ASSIGNMENT:
Go through the listing and copy each line with the string "errors".

GIVEN RECORDS:
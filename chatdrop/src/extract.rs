//! Download of an uploaded archive into scratch storage, and expansion of its entries next to it.
//!
//! The `zip` crate does blocking I/O and needs to seek within the archive, so the archive is first
//! streamed from object storage to a local file, then decoded in a blocking worker.  Extraction
//! finishes completely before anything is published.
//!
//! The archive is downloaded into the scratch root itself and its entries are expanded into that
//! same root, so the archive file sits among its own contents.  [`crate::TreePublisher`] knows to
//! leave it out.
use crate::objstore::Bucket;
use crate::Result;
use snafu::{prelude::*, IntoError};
use std::io::{BufReader, ErrorKind};
use std::path::{Path, PathBuf};
use tokio::io::AsyncWriteExt;
use tracing::{debug, info, instrument, warn};
use zip::result::ZipError;

/// An archive downloaded into scratch storage
#[derive(Clone, Debug)]
pub struct DownloadedArchive {
    pub path: PathBuf,
    pub size: u64,
}

/// A file expanded from an archive into scratch storage
#[derive(Clone, Debug, PartialEq, Eq)]
pub struct ExtractedEntry {
    /// Path of the entry within the archive, `/` separated
    pub relative_path: String,
    pub size: u64,
}

impl ExtractedEntry {
    /// Where the entry's contents are on the local filesystem
    pub fn local_path(&self, root: &Path) -> PathBuf {
        root.join(&self.relative_path)
    }
}

#[derive(Debug)]
pub struct ArchiveExtractor {
    bucket: Box<dyn Bucket>,
}

impl ArchiveExtractor {
    pub fn new(bucket: Box<dyn Bucket>) -> Self {
        Self { bucket }
    }

    /// Stream the archive `key` into the file `archive_file_name` in the directory `root`.
    ///
    /// Any failure, whether reading from object storage or writing the local file, is reported as
    /// [`crate::ChatDropError::Download`].
    #[instrument(skip(self, root), fields(bucket = self.bucket.name()))]
    pub async fn download(
        &self,
        key: &str,
        archive_file_name: &str,
        root: &Path,
    ) -> Result<DownloadedArchive> {
        let path = root.join(archive_file_name);

        info!(path = %path.display(), "Downloading archive");

        let size = self
            .download_to(key, &path)
            .await
            .with_context(|_| crate::error::DownloadSnafu {
                bucket: self.bucket.name(),
                key,
            })?;

        info!(size, "Downloaded archive");

        Ok(DownloadedArchive { path, size })
    }

    async fn download_to(&self, key: &str, path: &Path) -> Result<u64> {
        let mut chunks = self.bucket.read_object(key).await?;

        let mut file = tokio::fs::File::create(path)
            .await
            .with_context(|_| crate::error::ScratchIoSnafu { path })?;
        let mut size = 0u64;

        while let Some(chunk) = chunks.recv().await {
            let chunk = chunk?;

            file.write_all(&chunk)
                .await
                .with_context(|_| crate::error::ScratchIoSnafu { path })?;
            size += chunk.len() as u64;
        }

        file.flush()
            .await
            .with_context(|_| crate::error::ScratchIoSnafu { path })?;

        Ok(size)
    }

    /// Expand every entry of the zip archive at `archive_path` under `root`, keeping the directory
    /// structure inside the archive.
    ///
    /// Archives that aren't zip files at all, or are truncated or fail their checksums, fail with
    /// [`crate::ChatDropError::CorruptArchive`].  Anything else that goes wrong fails with
    /// [`crate::ChatDropError::Extraction`].  `key` is only used to identify the archive in errors.
    #[instrument(skip(self, archive_path, root))]
    pub async fn extract(
        &self,
        key: &str,
        archive_path: &Path,
        root: &Path,
    ) -> Result<Vec<ExtractedEntry>> {
        let key = key.to_string();
        let archive_path = archive_path.to_path_buf();
        let root = root.to_path_buf();
        let span = tracing::Span::current();

        let entries = tokio::task::spawn_blocking(move || {
            let _guard = span.enter();

            extract_blocking(&key, &archive_path, &root)
        })
        .await
        .context(crate::error::SpawnBlockingSnafu)??;

        info!(entries = entries.len(), "Extracted archive");

        Ok(entries)
    }
}

fn extract_blocking(key: &str, archive_path: &Path, root: &Path) -> Result<Vec<ExtractedEntry>> {
    let file = std::fs::File::open(archive_path).map_err(|e| zip_error(key, e.into()))?;
    let mut archive =
        zip::ZipArchive::new(BufReader::new(file)).map_err(|e| zip_error(key, e))?;

    let mut entries = Vec::with_capacity(archive.len());

    for index in 0..archive.len() {
        let mut entry = archive.by_index(index).map_err(|e| zip_error(key, e))?;

        // Entries with absolute paths or `..` components would land outside the scratch root
        let Some(relative) = entry.enclosed_name().map(|path| path.to_path_buf()) else {
            warn!(name = entry.name(), "Skipping archive entry with an unsafe path");
            continue;
        };
        let target = root.join(&relative);

        if target == archive_path {
            warn!(name = entry.name(), "Skipping archive entry which would overwrite the archive itself");
            continue;
        }

        if entry.is_dir() {
            std::fs::create_dir_all(&target).map_err(|e| zip_error(key, e.into()))?;
            continue;
        }

        if let Some(parent) = target.parent() {
            std::fs::create_dir_all(parent).map_err(|e| zip_error(key, e.into()))?;
        }

        let mut output = std::fs::File::create(&target).map_err(|e| zip_error(key, e.into()))?;
        let size = std::io::copy(&mut entry, &mut output).map_err(|e| zip_error(key, e.into()))?;

        let relative_path = relative_key(&relative);
        debug!(%relative_path, size, "Extracted entry");

        entries.push(ExtractedEntry {
            relative_path,
            size,
        });
    }

    Ok(entries)
}

/// Classify a failure reading the archive as corruption or some other extraction failure
fn zip_error(key: &str, error: ZipError) -> crate::ChatDropError {
    let corrupt = match &error {
        ZipError::InvalidArchive(_) => true,
        // Truncated entries, undecodable compressed data and checksum mismatches surface as I/O
        // errors from the entry reader
        ZipError::Io(e) => matches!(
            e.kind(),
            ErrorKind::UnexpectedEof | ErrorKind::InvalidData | ErrorKind::InvalidInput
        ),
        _ => false,
    };

    if corrupt {
        crate::error::CorruptArchiveSnafu { key }.into_error(error)
    } else {
        crate::error::ExtractionSnafu { key }.into_error(error)
    }
}

/// Render a relative filesystem path as the `/` separated suffix of an object key
pub(crate) fn relative_key(path: &Path) -> String {
    path.components()
        .map(|component| component.as_os_str().to_string_lossy())
        .collect::<Vec<_>>()
        .join("/")
}

#[cfg(test)]
mod tests {
    use super::*;
    use crate::objstore::MemoryObjectStorage;
    use crate::ChatDropError;
    use assert_matches::assert_matches;
    use chatdrop_testing::archive::{
        make_zip, make_zip_with, set_compression_method, ArchiveEntry, LZMA_CHAT_EXPORT,
        LZMA_CHAT_EXPORT_ENTRIES,
    };

    async fn extractor_with(key: &str, data: Vec<u8>) -> ArchiveExtractor {
        let storage = MemoryObjectStorage::new();
        storage.memory_bucket("test").insert_object(key, data);

        ArchiveExtractor::new(Box::new(storage.memory_bucket("test")))
    }

    #[tokio::test]
    async fn downloads_and_extracts_nested_entries() {
        let zip = make_zip(&[
            ArchiveEntry::file("a.txt", "hello"),
            ArchiveEntry::dir("sub/"),
            ArchiveEntry::file("sub/b.txt", "nested"),
            ArchiveEntry::file("sub/deeper/c.bin", vec![0u8, 1, 2, 3]),
        ])
        .unwrap();
        let extractor = extractor_with("user/u1/uploads/backup.zip", zip.clone()).await;
        let scratch = tempfile::tempdir().unwrap();

        let downloaded = extractor
            .download("user/u1/uploads/backup.zip", "backup.zip", scratch.path())
            .await
            .unwrap();
        assert_eq!(zip.len() as u64, downloaded.size);
        assert_eq!(scratch.path().join("backup.zip"), downloaded.path);

        let entries = extractor
            .extract("user/u1/uploads/backup.zip", &downloaded.path, scratch.path())
            .await
            .unwrap();

        let paths = entries
            .iter()
            .map(|entry| entry.relative_path.as_str())
            .collect::<Vec<_>>();
        assert_eq!(vec!["a.txt", "sub/b.txt", "sub/deeper/c.bin"], paths);
        assert_eq!(4, entries[2].size);

        assert_eq!(
            "nested",
            std::fs::read_to_string(entries[1].local_path(scratch.path())).unwrap()
        );
        assert!(scratch.path().join("sub").is_dir());
    }

    #[tokio::test]
    async fn missing_archive_is_download_error() {
        let storage = MemoryObjectStorage::new();
        let extractor = ArchiveExtractor::new(Box::new(storage.memory_bucket("test")));
        let scratch = tempfile::tempdir().unwrap();

        let result = extractor
            .download("user/u1/uploads/gone.zip", "gone.zip", scratch.path())
            .await;

        assert_matches!(result, Err(ChatDropError::Download { key, .. }) if key == "user/u1/uploads/gone.zip");
    }

    #[tokio::test]
    async fn garbage_is_corrupt_archive() {
        let extractor = extractor_with("bad.zip", b"this is not a zip file".to_vec()).await;
        let scratch = tempfile::tempdir().unwrap();

        let downloaded = extractor
            .download("bad.zip", "bad.zip", scratch.path())
            .await
            .unwrap();
        let result = extractor
            .extract("bad.zip", &downloaded.path, scratch.path())
            .await;

        assert_matches!(result, Err(ChatDropError::CorruptArchive { .. }));
    }

    #[tokio::test]
    async fn truncated_archive_is_corrupt() {
        let zip = make_zip(&[ArchiveEntry::random("big.bin", "64KiB")]).unwrap();
        let truncated = zip[..zip.len() / 2].to_vec();
        let extractor = extractor_with("cut.zip", truncated).await;
        let scratch = tempfile::tempdir().unwrap();

        let downloaded = extractor
            .download("cut.zip", "cut.zip", scratch.path())
            .await
            .unwrap();
        let result = extractor
            .extract("cut.zip", &downloaded.path, scratch.path())
            .await;

        assert_matches!(result, Err(ChatDropError::CorruptArchive { .. }));
    }

    /// Download and extract `data` stored as `key`, returning the scratch dir with the result
    async fn download_and_extract(
        key: &str,
        data: Vec<u8>,
    ) -> (tempfile::TempDir, Result<Vec<ExtractedEntry>>) {
        let extractor = extractor_with(key, data).await;
        let scratch = tempfile::tempdir().unwrap();

        let downloaded = extractor
            .download(key, "archive.zip", scratch.path())
            .await
            .unwrap();
        let result = extractor
            .extract(key, &downloaded.path, scratch.path())
            .await;

        (scratch, result)
    }

    #[tokio::test]
    async fn extracts_bzip2_entries() {
        let zip = make_zip_with(
            &[
                ArchiveEntry::file("_chat.txt", "[01/02/2024, 10:00:00] Ann: hi\n"),
                ArchiveEntry::random("media/IMG-0001.jpg", "8KiB"),
            ],
            zip::CompressionMethod::Bzip2,
        )
        .unwrap();

        let (scratch, result) = download_and_extract("bzip2.zip", zip).await;
        let entries = result.unwrap();

        assert_eq!(2, entries.len());
        assert_eq!(8 * 1024, entries[1].size);
        assert_eq!(
            "[01/02/2024, 10:00:00] Ann: hi\n",
            std::fs::read_to_string(entries[0].local_path(scratch.path())).unwrap()
        );
    }

    #[tokio::test]
    async fn extracts_lzma_entries() {
        let (scratch, result) =
            download_and_extract("lzma.zip", LZMA_CHAT_EXPORT.to_vec()).await;
        let entries = result.unwrap();

        assert_eq!(LZMA_CHAT_EXPORT_ENTRIES.len(), entries.len());
        for (path, contents) in LZMA_CHAT_EXPORT_ENTRIES {
            assert_eq!(
                *contents,
                std::fs::read_to_string(scratch.path().join(path)).unwrap()
            );
        }
    }

    #[tokio::test]
    async fn unknown_compression_method_is_extraction_error() {
        let zip = make_zip(&[ArchiveEntry::file("a.txt", "hello")]).unwrap();

        let (_scratch, result) =
            download_and_extract("terse.zip", set_compression_method(zip, 18)).await;

        assert_matches!(result, Err(ChatDropError::Extraction { key, .. }) if key == "terse.zip");
    }

    #[test]
    fn relative_key_uses_forward_slashes() {
        assert_eq!("a/b/c.txt", relative_key(&Path::new("a").join("b").join("c.txt")));
    }
}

EXPECTED ANSWER:
    /// [`crate::ChatDropError::Extraction`].  `key` is only used to identify the archive in errors.
        // errors from the entry reader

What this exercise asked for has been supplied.